Determine how many lines of the entries contain "quiet". Reply with that number alone.

══════

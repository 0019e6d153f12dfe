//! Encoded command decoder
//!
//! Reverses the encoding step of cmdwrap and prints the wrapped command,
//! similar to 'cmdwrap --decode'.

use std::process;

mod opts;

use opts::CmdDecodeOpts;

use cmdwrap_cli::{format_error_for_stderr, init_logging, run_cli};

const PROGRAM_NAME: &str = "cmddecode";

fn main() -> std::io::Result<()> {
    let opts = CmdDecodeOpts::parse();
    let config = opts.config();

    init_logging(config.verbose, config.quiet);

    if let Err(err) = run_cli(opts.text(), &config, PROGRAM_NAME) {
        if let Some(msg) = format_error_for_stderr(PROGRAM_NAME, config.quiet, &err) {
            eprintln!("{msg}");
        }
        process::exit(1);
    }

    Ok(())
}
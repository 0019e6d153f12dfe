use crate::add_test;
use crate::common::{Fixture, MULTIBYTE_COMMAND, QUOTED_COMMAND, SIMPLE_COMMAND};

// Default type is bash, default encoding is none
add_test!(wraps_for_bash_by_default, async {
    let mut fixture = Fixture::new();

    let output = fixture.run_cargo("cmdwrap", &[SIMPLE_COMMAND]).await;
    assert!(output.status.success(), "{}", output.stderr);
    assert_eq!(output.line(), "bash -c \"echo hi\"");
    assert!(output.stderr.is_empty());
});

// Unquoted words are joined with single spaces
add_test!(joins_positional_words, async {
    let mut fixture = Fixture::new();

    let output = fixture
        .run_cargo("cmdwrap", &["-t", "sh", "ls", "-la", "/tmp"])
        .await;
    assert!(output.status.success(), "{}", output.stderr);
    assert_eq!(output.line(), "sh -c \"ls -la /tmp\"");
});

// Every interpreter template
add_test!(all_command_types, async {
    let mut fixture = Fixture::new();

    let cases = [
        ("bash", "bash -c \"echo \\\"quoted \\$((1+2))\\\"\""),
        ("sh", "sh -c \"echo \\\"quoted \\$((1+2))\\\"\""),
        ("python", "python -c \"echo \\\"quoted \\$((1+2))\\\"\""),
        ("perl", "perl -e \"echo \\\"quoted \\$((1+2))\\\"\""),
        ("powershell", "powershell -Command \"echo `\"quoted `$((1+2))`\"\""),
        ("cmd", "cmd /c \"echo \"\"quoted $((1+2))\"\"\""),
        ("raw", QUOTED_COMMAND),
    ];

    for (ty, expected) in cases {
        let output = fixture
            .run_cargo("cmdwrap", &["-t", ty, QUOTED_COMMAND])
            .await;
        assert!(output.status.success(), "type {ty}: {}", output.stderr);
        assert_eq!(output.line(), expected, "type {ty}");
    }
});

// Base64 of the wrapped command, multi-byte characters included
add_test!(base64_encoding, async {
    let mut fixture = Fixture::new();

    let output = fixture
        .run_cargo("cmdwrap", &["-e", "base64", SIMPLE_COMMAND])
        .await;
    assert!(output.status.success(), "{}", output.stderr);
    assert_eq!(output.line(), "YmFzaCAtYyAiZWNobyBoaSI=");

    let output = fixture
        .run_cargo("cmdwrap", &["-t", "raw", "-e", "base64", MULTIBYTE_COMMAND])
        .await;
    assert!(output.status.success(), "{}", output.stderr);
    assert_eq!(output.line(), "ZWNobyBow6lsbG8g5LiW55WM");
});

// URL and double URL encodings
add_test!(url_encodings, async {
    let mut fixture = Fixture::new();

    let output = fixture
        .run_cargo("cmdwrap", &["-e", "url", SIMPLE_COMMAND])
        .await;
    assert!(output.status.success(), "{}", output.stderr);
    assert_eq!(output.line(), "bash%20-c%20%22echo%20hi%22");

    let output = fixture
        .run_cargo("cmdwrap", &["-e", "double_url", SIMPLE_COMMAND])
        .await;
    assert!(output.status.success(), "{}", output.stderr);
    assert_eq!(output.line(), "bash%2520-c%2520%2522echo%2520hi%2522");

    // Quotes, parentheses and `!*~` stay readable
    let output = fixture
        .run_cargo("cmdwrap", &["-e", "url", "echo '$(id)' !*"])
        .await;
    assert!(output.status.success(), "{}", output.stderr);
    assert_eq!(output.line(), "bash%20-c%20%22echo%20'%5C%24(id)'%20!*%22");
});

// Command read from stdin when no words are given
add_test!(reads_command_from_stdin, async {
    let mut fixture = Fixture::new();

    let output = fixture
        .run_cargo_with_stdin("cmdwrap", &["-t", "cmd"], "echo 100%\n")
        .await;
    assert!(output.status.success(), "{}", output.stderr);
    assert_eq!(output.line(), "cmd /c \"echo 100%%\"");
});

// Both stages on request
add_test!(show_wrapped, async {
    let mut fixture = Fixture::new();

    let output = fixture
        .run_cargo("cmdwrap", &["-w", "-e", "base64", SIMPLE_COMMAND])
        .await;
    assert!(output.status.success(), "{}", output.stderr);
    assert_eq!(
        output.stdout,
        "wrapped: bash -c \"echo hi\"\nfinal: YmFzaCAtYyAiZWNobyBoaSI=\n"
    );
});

══════

TASK RESPONSE → 2